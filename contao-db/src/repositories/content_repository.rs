// Contao - front-end rendering core for the Contao CMS
// Copyright (C) 2025 Contao Project Contributors
//
// This program is free software: you can redistribute it and/or modify
// it under the terms of the GNU Affero General Public License as
// published by the Free Software Foundation, either version 3 of the
// License, or (at your option) any later version.
//
// This program is distributed in the hope that it will be useful,
// but WITHOUT ANY WARRANTY; without even the implied warranty of
// MERCHANTABILITY or FITNESS FOR A PARTICULAR PURPOSE.  See the
// GNU Affero General Public License for more details.
//
// You should have received a copy of the GNU Affero General Public License
// along with this program.  If not, see <https://www.gnu.org/licenses/>.

use anyhow::{Context, Result};
use contao_core::models::content_element::ContentElement;
use contao_core::models::headline::{CssId, Headline};
use sqlx::SqlitePool;

use crate::datetime::{ids_to_json, parse_datetime, parse_ids, parse_optional_datetime};

const CONTENT_COLUMNS: &str = r#"
    id, pid, sorting, type, headline, css_id, css_class, invisible, start, stop,
    protected, access_groups, data, created_at, updated_at
"#;

#[derive(sqlx::FromRow)]
struct ContentRow {
    id: i64,
    pid: i64,
    sorting: i64,
    #[sqlx(rename = "type")]
    element_type: String,
    headline: Option<String>,
    css_id: String,
    css_class: String,
    invisible: bool,
    start: Option<String>,
    stop: Option<String>,
    protected: bool,
    access_groups: String,
    data: String,
    created_at: String,
    updated_at: String,
}

pub(crate) fn parse_headline(value: Option<&str>) -> Result<Option<Headline>> {
    match value {
        Some(v) if !v.trim().is_empty() => {
            Ok(Some(serde_json::from_str(v).context("Failed to parse headline")?))
        }
        _ => Ok(None),
    }
}

pub(crate) fn headline_to_json(headline: &Option<Headline>) -> Result<Option<String>> {
    headline
        .as_ref()
        .map(|h| serde_json::to_string(h).context("Failed to serialize headline"))
        .transpose()
}

impl TryFrom<ContentRow> for ContentElement {
    type Error = anyhow::Error;

    fn try_from(row: ContentRow) -> Result<Self> {
        Ok(ContentElement {
            id: Some(row.id),
            pid: row.pid,
            sorting: row.sorting,
            element_type: row.element_type,
            headline: parse_headline(row.headline.as_deref())?,
            css: CssId {
                id: row.css_id,
                class: row.css_class,
            },
            invisible: row.invisible,
            start: parse_optional_datetime(row.start.as_deref(), "start")?,
            stop: parse_optional_datetime(row.stop.as_deref(), "stop")?,
            protected: row.protected,
            groups: parse_ids(&row.access_groups, "access_groups")?,
            data: serde_json::from_str(&row.data).context("Failed to parse element data")?,
            created_at: parse_datetime(&row.created_at, "created_at")?,
            updated_at: parse_datetime(&row.updated_at, "updated_at")?,
        })
    }
}

pub struct ContentRepository {
    pool: SqlitePool,
}

impl ContentRepository {
    pub fn new(pool: SqlitePool) -> Self {
        Self { pool }
    }

    pub async fn create(&self, element: &ContentElement) -> Result<i64> {
        if let Err(e) = element.is_valid() {
            return Err(anyhow::anyhow!("Invalid content element: {}", e));
        }

        let result = sqlx::query(
            r#"
            INSERT INTO tl_content (
                pid, sorting, type, headline, css_id, css_class, invisible, start, stop,
                protected, access_groups, data, created_at, updated_at
            )
            VALUES (?, ?, ?, ?, ?, ?, ?, ?, ?, ?, ?, ?, ?, ?)
            "#,
        )
        .bind(element.pid)
        .bind(element.sorting)
        .bind(&element.element_type)
        .bind(headline_to_json(&element.headline)?)
        .bind(&element.css.id)
        .bind(&element.css.class)
        .bind(element.invisible)
        .bind(element.start)
        .bind(element.stop)
        .bind(element.protected)
        .bind(ids_to_json(&element.groups))
        .bind(element.data.to_string())
        .bind(element.created_at)
        .bind(element.updated_at)
        .execute(&self.pool)
        .await
        .context("Failed to create content element")?;

        Ok(result.last_insert_rowid())
    }

    pub async fn update(&self, element: &ContentElement) -> Result<()> {
        let id = element
            .id
            .ok_or_else(|| anyhow::anyhow!("Cannot update content element without id"))?;

        let rows_affected = sqlx::query(
            r#"
            UPDATE tl_content SET
                pid = ?, sorting = ?, type = ?, headline = ?, css_id = ?, css_class = ?,
                invisible = ?, start = ?, stop = ?, protected = ?, access_groups = ?,
                data = ?, updated_at = ?
            WHERE id = ?
            "#,
        )
        .bind(element.pid)
        .bind(element.sorting)
        .bind(&element.element_type)
        .bind(headline_to_json(&element.headline)?)
        .bind(&element.css.id)
        .bind(&element.css.class)
        .bind(element.invisible)
        .bind(element.start)
        .bind(element.stop)
        .bind(element.protected)
        .bind(ids_to_json(&element.groups))
        .bind(element.data.to_string())
        .bind(chrono::Utc::now())
        .bind(id)
        .execute(&self.pool)
        .await
        .context("Failed to update content element")?
        .rows_affected();

        if rows_affected == 0 {
            return Err(anyhow::anyhow!("Content element not found"));
        }
        Ok(())
    }

    pub async fn find_by_id(&self, id: i64) -> Result<Option<ContentElement>> {
        let row = sqlx::query_as::<_, ContentRow>(&format!(
            "SELECT {} FROM tl_content WHERE id = ?",
            CONTENT_COLUMNS
        ))
        .bind(id)
        .fetch_optional(&self.pool)
        .await
        .context("Failed to find content element by id")?;

        row.map(ContentElement::try_from).transpose()
    }

    pub async fn find_by_article(&self, article_id: i64) -> Result<Vec<ContentElement>> {
        let rows = sqlx::query_as::<_, ContentRow>(&format!(
            "SELECT {} FROM tl_content WHERE pid = ? ORDER BY sorting, id",
            CONTENT_COLUMNS
        ))
        .bind(article_id)
        .fetch_all(&self.pool)
        .await
        .context("Failed to find content elements by article")?;

        rows.into_iter().map(ContentElement::try_from).collect()
    }

    pub async fn delete(&self, id: i64) -> Result<()> {
        let rows_affected = sqlx::query("DELETE FROM tl_content WHERE id = ?")
            .bind(id)
            .execute(&self.pool)
            .await
            .context("Failed to delete content element")?
            .rows_affected();

        if rows_affected == 0 {
            return Err(anyhow::anyhow!("Content element not found"));
        }
        Ok(())
    }
}

#[cfg(test)]
mod tests {
    use super::*;
    use crate::init::init_database;
    use crate::repositories::article_repository::ArticleRepository;
    use crate::repositories::page_repository::PageRepository;
    use contao_core::models::article::Article;
    use contao_core::models::page::Page;
    use serde_json::json;

    async fn setup() -> Result<(SqlitePool, i64)> {
        let pool = init_database("sqlite::memory:").await?;
        let pages = PageRepository::new(pool.clone());
        let root_id = pages
            .create(&Page::new_root("Site".to_string(), String::new(), "en".to_string()))
            .await?;
        let page_id = pages.create(&Page::new_regular(root_id, "Home".to_string())).await?;
        let article_id = ArticleRepository::new(pool.clone())
            .create(&Article::new(page_id, "Welcome".to_string()))
            .await?;
        Ok((pool, article_id))
    }

    #[tokio::test]
    async fn test_create_and_find_by_article() -> Result<()> {
        let (pool, article_id) = setup().await?;
        let repo = ContentRepository::new(pool);

        let mut text = ContentElement::new(article_id, "text".to_string(), json!({"text": "<p>Hi</p>"}))
            .with_headline("h1", "Hello");
        text.sorting = 2;
        let mut list = ContentElement::new(
            article_id,
            "list".to_string(),
            json!({"list_type": "ordered", "items": ["a", "b"]}),
        );
        list.sorting = 1;
        list.invisible = true;

        repo.create(&text).await?;
        repo.create(&list).await?;

        let elements = repo.find_by_article(article_id).await?;
        assert_eq!(elements.len(), 2);
        assert_eq!(elements[0].element_type, "list");
        assert!(elements[0].invisible);
        assert_eq!(elements[0].strings("items"), vec!["a", "b"]);
        assert_eq!(elements[1].headline, Some(Headline::new("h1", "Hello")));
        assert_eq!(elements[1].text("text"), "<p>Hi</p>");
        Ok(())
    }

    #[tokio::test]
    async fn test_update_and_delete() -> Result<()> {
        let (pool, article_id) = setup().await?;
        let repo = ContentRepository::new(pool);
        let id = repo
            .create(&ContentElement::new(article_id, "html".to_string(), json!({"html": "<b>x</b>"})))
            .await?;

        let mut element = repo.find_by_id(id).await?.expect("element exists");
        element.data = json!({"html": "<i>y</i>"});
        element.protected = true;
        element.groups = vec![1];
        repo.update(&element).await?;

        let updated = repo.find_by_id(id).await?.expect("element exists");
        assert_eq!(updated.text("html"), "<i>y</i>");
        assert!(updated.protected);
        assert_eq!(updated.groups, vec![1]);

        repo.delete(id).await?;
        assert!(repo.find_by_id(id).await?.is_none());
        Ok(())
    }
}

_Directions for this task_
All lines of the material that contain the string "General" are to be copied.

_Solution to this task_
// it under the terms of the GNU Affero General Public License as
// GNU Affero General Public License for more details.
// You should have received a copy of the GNU Affero General Public License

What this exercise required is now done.